On 06/21/2011 05:06 AM, Neil Wilson wrote:
The current modes are:
<forward layer='network' mode='route|nat'/>
(in addition to not listing any mode, which equates to "isolated")
Here are suggested new modes:
Has anybody considered the migration requirements of networks in this
new layout?
If you move a machine attached to a 'route|nat' network to another Host
you need to extend the network to the new Host and eventually you need
to move the supporting processes that hand out the IP addresses/DNS
addresses etc (if you're decommissioning a Host server for example).
If you try to start a copy of the network on the new host, then it
generally clashes with the pre-existing routing
It would be useful to be able to extend a network onto another Host
somehow and be able to migrate the supporting processes (DNSMasq, IP
addressing, etc) between Hosts. (And obviously remove extensions as
required as well).
This work has been targeted mainly at making migration work properly for
guests using a host bridge or macvtap device to connect to the network;
any new migration functionality for guests connected via libvirt virtual
networks is, at this point, coincidental (and, as you point out, if the
network on the new host is identical to the one on the old host (in
particular if the new network uses the same address range for dhcp),
there could be address clashes between guests; alternately, if they're
*too* different (a different subnet, for example, or the IP address of
the bridge is different), the guest would have no connectivity.
In the future we may want to come up with a method of centralizing the
address/DNS management of virtual networks on multiple machines, and
linking those networks into a single subnet (perhaps via a L2 VPN
tunnel, or a vlan host interface if the two hosts are on the same
subnet), but that's beyond the scope of what we can do now. For right
now, we just need to make sure we don't break current functionality.
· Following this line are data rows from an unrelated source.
impl DeBruijnAssembler {
    /// Create an assembler for k-mers of length `k` and one direction.
    pub fn new(k: usize, direction: BreakendDirection, dict: Arc<ContigDictionary>) -> Result<Self> {
        if k < 2 {
            return Err(SvasmError::InvalidParameter {
                parameter: "kmer".to_string(),
                reason: format!("k-mer length must be >= 2, got {k}"),
            });
        }
        Ok(Self {
            k,
            direction,
            dict,
            graph: KmerGraph::new(k),
            anchors: Vec::new(),
            state: AssemblerState::Accepting,
        })
    }

    /// Configured direction.
    #[must_use]
    pub fn direction(&self) -> BreakendDirection {
        self.direction
    }

    /// Add one evidence record to the locus graph.
    ///
    /// Fails if the assembler has been flushed or the record's direction
    /// does not match the assembler's; evidence is never silently dropped.
    pub fn add_evidence(&mut self, record: &EvidenceRecord) -> Result<()> {
        if self.state == AssemblerState::Flushed {
            return Err(SvasmError::InvalidParameter {
                parameter: "assembler".to_string(),
                reason: "evidence added after end-of-evidence".to_string(),
            });
        }
        if record.direction != self.direction {
            return Err(SvasmError::InvalidParameter {
                parameter: "assembler".to_string(),
                reason: format!(
                    "evidence direction {} does not match assembler direction {}",
                    record.direction, self.direction
                ),
            });
        }

        let ordinal = self.anchors.len() as u32;
        self.anchors.push(EvidenceAnchor {
            tid: record.tid,
            pos: record.pos,
            anchored: record.kind.anchor_len() > 0,
        });

        // Normalize to [anchor][novel]: Backward reads carry the anchor at
        // the read end, so reversing puts it first.
        let (seq, quals): (Vec<u8>, Vec<u8>) = match self.direction {
            BreakendDirection::Forward => (record.seq.clone(), record.quals.clone()),
            BreakendDirection::Backward => (
                record.seq.iter().rev().copied().collect(),
                record.quals.iter().rev().copied().collect(),
            ),
        };
        let anchor_len = record.kind.anchor_len();

        if seq.len() < self.k {
            // Too short to seed a single k-mer; contributes nothing.
            return Ok(());
        }

        let mut prev: Option<NodeId> = None;
        for i in 0..=(seq.len() - self.k) {
            let kmer = &seq[i..i + self.k];
            let anchored_prefix = anchor_len.saturating_sub(i).min(self.k);
            let id = self.graph.get_or_insert(kmer);
            self.graph.observe(id, &quals[i..i + self.k], anchored_prefix, ordinal);
            if let Some(prev_id) = prev {
                self.graph.add_edge(prev_id, id);
            }
            prev = Some(id);
        }
        Ok(())
    }

    /// Signal end of evidence for the locus: select the winning path, emit
    /// zero or more calls, and tear down the graph.
    pub fn end_of_evidence(&mut self) -> Result<Vec<BreakpointCall>> {
        if self.state == AssemblerState::Flushed {
            return Err(SvasmError::InvalidParameter {
                parameter: "assembler".to_string(),
                reason: "assembler flushed twice".to_string(),
            });
        }
        self.state = AssemblerState::Flushed;

        let call = self.call_winning_path();
        self.graph = KmerGraph::new(self.k);
        Ok(call.into_iter().collect())
    }

    /// Select and collapse the highest-weight path, if it yields a call.
    fn call_winning_path(&self) -> Option<BreakpointCall> {
        let seed = self.select_seed()?;
        let path = self.greedy_path(seed);

        // Collapse: first k-mer, then the last base of each extension.
        let k = self.k;
        let mut collapsed: Vec<u8> = self.graph.node(path[0]).kmer.clone();
        for &id in &path[1..] {
            collapsed.push(*self.graph.node(id).kmer.last().expect("k >= 2"));
        }

        // Anchor boundary: each anchored path node at index j claims bases
        // [j, j + anchored); the boundary is the furthest claim.
        let anchor_len = path
            .iter()
            .enumerate()
            .filter(|(_, &id)| self.graph.node(id).anchored > 0)
            .map(|(j, &id)| j + self.graph.node(id).anchored)
            .max()
            .unwrap_or(0);
        if anchor_len == 0 || anchor_len >= collapsed.len() {
            // Unanchored path or purely-anchor path: no call.
            return None;
        }

        // Distinct evidence supporting the breakpoint portion of the path.
        let mut breakpoint_support: BTreeSet<u32> = BTreeSet::new();
        for (j, &id) in path.iter().enumerate() {
            if j + k > anchor_len {
                breakpoint_support.extend(self.graph.node(id).support.iter().copied());
            }
        }
        if breakpoint_support.len() < 2 {
            // A single corroborating read is not an assembly.
            return None;
        }

        // Per-base breakpoint quality: position p is contributed once by
        // the node whose collapse appended it (offset p of the first node,
        // last offset of node p - k + 1 afterwards).
        let mut breakpoint_qual: Vec<u8> = Vec::with_capacity(collapsed.len() - anchor_len);
        for p in anchor_len..collapsed.len() {
            let q = if p < k {
                self.graph.node(path[0]).qual[p]
            } else {
                self.graph.node(path[p - k + 1]).last_qual()
            };
            breakpoint_qual.push(q.min(u32::from(u8::MAX)) as u8);
        }

        let mut anchor_seq = collapsed[..anchor_len].to_vec();
        let mut breakpoint_seq = collapsed[anchor_len..].to_vec();
        if self.direction == BreakendDirection::Backward {
            anchor_seq.reverse();
            breakpoint_seq.reverse();
            breakpoint_qual.reverse();
        }

        self.build_call(&path, breakpoint_support, anchor_seq, breakpoint_seq, breakpoint_qual)
    }

    /// Best anchored starting node: max weight, then longest anchored
    /// prefix, then lexicographically smallest k-mer.
    fn select_seed(&self) -> Option<NodeId> {
        self.graph
            .node_ids()
            .filter(|&id| self.graph.node(id).anchored > 0)
            .max_by(|&a, &b| {
                let (na, nb) = (self.graph.node(a), self.graph.node(b));
                na.weight
                    .cmp(&nb.weight)
                    .then_with(|| na.anchored.cmp(&nb.anchored))
                    .then_with(|| nb.kmer.cmp(&na.kmer))
            })
    }

    /// Greedy walk along highest-weight out-edges; equal-weight alternatives
    /// resolve to the lexicographically smallest target so repeated runs on
    /// identical input take identical paths.
    fn greedy_path(&self, seed: NodeId) -> Vec<NodeId> {
        let mut visited = vec![false; self.graph.len()];
        let mut path = vec![seed];
        visited[seed] = true;
        let mut current = seed;
        loop {
            let next = self
                .graph
                .node(current)
                .edges
                .iter()
                .filter(|e| !visited[e.to])
                .max_by(|a, b| {
                    a.weight.cmp(&b.weight).then_with(|| {
                        self.graph.node(b.to).kmer.cmp(&self.graph.node(a.to).kmer)
                    })
                })
                .map(|e| e.to);
            match next {
                Some(id) => {
                    visited[id] = true;
                    path.push(id);
                    current = id;
                }
                None => break,
            }
        }
        path
    }

    fn build_call(
        &self,
        path: &[NodeId],
        breakpoint_support: BTreeSet<u32>,
        anchor_seq: Vec<u8>,
        breakpoint_seq: Vec<u8>,
        breakpoint_qual: Vec<u8>,
    ) -> Option<BreakpointCall> {
        // All evidence contributing anywhere on the winning path.
        let mut path_support: BTreeSet<u32> = BTreeSet::new();
        for &id in path {
            path_support.extend(self.graph.node(id).support.iter().copied());
        }

        // Breakend interval: min/max observed anchor coordinate over the
        // anchored contributors (a single point when they all agree).
        let anchored: Vec<&EvidenceAnchor> = path_support
            .iter()
            .map(|&ord| &self.anchors[ord as usize])
            .filter(|a| a.anchored)
            .collect();
        let (tid, start, end) = match (anchored.first(), anchored.last()) {
            (Some(first), Some(_)) => (
                first.tid,
                anchored.iter().map(|a| a.pos).min().expect("non-empty"),
                anchored.iter().map(|a| a.pos).max().expect("non-empty"),
            ),
            _ => return None,
        };

        let mut summary = BreakendSummary::new(tid, start, end, self.direction).ok()?;
        summary
            .attributes
            .insert(EvidenceAttribute::AssemblyReads, breakpoint_support.len() as f64);
        summary
            .attributes
            .insert(EvidenceAttribute::AssemblyBases, breakpoint_seq.len() as f64);
        summary.attributes.insert(
            EvidenceAttribute::AssemblyMaxQual,
            f64::from(breakpoint_qual.iter().copied().max().unwrap_or(0)),
        );
        let softclips =
            path_support.iter().filter(|&&ord| self.anchors[ord as usize].anchored).count();
        summary.attributes.insert(EvidenceAttribute::SoftClipReads, softclips as f64);
        summary.attributes.insert(
            EvidenceAttribute::ReadPairReads,
            (path_support.len() - softclips) as f64,
        );

        let contig = self
            .dict
            .name(tid)
            .map_or_else(|| tid.to_string(), ToString::to_string);
        let evidence_id =
            format!("{ASSEMBLER_NAME}-{contig}:{start}-{}", self.direction.code());

        Some(BreakpointCall {
            evidence_id,
            anchor_seq,
            breakpoint_seq,
            breakpoint_qual,
            summary,
        })
    }
}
Perhaps this suggests that the address and route management systems need
separating from the definition of the bridge network. (There's no real
reason why the address management systems couldn't be attached to
macvtap and vepa networks as well as basic bridges).
True, just that they're not normally needed, because they've already
been supplied by the physical network so that the hosts themselves can
operate properly :-)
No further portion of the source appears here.